Excerpts from a dataset
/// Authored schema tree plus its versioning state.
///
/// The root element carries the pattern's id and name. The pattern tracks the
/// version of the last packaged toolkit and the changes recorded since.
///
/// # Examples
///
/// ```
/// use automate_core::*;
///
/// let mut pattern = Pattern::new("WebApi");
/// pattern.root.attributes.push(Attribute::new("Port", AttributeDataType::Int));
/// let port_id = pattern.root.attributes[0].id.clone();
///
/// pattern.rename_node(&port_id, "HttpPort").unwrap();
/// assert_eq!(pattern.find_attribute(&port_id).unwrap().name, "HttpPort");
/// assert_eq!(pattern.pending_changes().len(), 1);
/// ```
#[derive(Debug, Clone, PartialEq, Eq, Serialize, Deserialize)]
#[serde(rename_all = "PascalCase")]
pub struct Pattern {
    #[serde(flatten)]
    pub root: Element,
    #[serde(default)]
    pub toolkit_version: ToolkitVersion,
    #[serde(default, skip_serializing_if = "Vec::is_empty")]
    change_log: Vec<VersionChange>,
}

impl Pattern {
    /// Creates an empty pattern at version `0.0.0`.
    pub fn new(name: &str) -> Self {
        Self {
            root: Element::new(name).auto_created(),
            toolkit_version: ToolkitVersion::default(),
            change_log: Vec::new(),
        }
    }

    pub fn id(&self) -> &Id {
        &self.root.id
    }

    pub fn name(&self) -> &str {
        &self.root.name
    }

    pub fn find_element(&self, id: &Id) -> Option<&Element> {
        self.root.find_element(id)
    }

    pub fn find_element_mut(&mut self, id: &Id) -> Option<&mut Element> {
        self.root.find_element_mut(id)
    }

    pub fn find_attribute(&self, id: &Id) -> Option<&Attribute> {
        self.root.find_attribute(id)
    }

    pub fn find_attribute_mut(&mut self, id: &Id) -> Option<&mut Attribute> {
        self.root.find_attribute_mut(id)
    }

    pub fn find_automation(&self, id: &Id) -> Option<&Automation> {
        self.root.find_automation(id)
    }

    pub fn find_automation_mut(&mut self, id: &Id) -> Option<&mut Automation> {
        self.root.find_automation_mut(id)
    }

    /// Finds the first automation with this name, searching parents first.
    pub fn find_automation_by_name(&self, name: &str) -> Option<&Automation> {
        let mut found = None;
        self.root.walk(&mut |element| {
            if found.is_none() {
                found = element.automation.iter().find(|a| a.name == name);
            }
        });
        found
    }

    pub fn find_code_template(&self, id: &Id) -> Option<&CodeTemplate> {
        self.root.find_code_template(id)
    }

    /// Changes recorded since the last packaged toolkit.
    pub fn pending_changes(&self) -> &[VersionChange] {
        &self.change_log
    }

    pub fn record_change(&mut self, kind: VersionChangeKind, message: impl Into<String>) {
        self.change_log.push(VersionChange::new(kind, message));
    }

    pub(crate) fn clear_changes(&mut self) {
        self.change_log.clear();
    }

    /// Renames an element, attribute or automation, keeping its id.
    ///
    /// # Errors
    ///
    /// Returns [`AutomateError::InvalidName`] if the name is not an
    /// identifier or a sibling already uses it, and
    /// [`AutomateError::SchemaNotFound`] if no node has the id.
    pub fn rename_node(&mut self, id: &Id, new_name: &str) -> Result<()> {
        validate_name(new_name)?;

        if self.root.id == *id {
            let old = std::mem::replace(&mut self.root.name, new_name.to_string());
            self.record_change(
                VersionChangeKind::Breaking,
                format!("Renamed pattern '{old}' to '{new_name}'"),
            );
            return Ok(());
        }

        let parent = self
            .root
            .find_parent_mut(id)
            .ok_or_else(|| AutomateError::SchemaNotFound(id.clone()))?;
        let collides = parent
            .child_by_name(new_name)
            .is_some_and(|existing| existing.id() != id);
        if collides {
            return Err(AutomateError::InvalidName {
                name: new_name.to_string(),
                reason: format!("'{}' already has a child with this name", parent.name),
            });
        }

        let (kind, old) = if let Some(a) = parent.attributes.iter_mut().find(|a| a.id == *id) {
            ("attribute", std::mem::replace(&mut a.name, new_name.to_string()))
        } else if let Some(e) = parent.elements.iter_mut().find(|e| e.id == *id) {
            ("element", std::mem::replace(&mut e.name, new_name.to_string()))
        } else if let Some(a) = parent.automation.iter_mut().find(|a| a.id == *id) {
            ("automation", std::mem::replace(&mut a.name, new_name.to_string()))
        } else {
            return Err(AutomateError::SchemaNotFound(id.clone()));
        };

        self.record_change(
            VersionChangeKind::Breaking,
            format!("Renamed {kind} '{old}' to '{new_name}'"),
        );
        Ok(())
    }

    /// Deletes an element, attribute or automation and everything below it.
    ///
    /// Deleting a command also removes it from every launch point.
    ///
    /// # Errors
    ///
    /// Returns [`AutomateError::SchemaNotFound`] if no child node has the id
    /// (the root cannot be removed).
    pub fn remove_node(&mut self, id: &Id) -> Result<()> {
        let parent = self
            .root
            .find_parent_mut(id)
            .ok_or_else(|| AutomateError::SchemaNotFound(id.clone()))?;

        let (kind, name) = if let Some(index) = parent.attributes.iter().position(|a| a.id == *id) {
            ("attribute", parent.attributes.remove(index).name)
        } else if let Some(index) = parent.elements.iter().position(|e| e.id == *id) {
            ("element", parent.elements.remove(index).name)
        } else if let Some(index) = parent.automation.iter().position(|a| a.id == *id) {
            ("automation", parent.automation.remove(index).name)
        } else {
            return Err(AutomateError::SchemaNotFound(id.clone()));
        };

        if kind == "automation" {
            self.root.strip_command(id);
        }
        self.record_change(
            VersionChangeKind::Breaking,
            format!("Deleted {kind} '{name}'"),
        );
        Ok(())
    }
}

| What to produce |
Once the line with "every launch point." is found in the records above, print exactly that line and every line after it through the line with "let (kind, name)".

| Result |
    /// Deleting a command also removes it from every launch point.
    ///
    /// # Errors
    ///
    /// Returns [`AutomateError::SchemaNotFound`] if no child node has the id
    /// (the root cannot be removed).
    pub fn remove_node(&mut self, id: &Id) -> Result<()> {
        let parent = self
            .root
            .find_parent_mut(id)
            .ok_or_else(|| AutomateError::SchemaNotFound(id.clone()))?;

        let (kind, name) = if let Some(index) = parent.attributes.iter().position(|a| a.id == *id) {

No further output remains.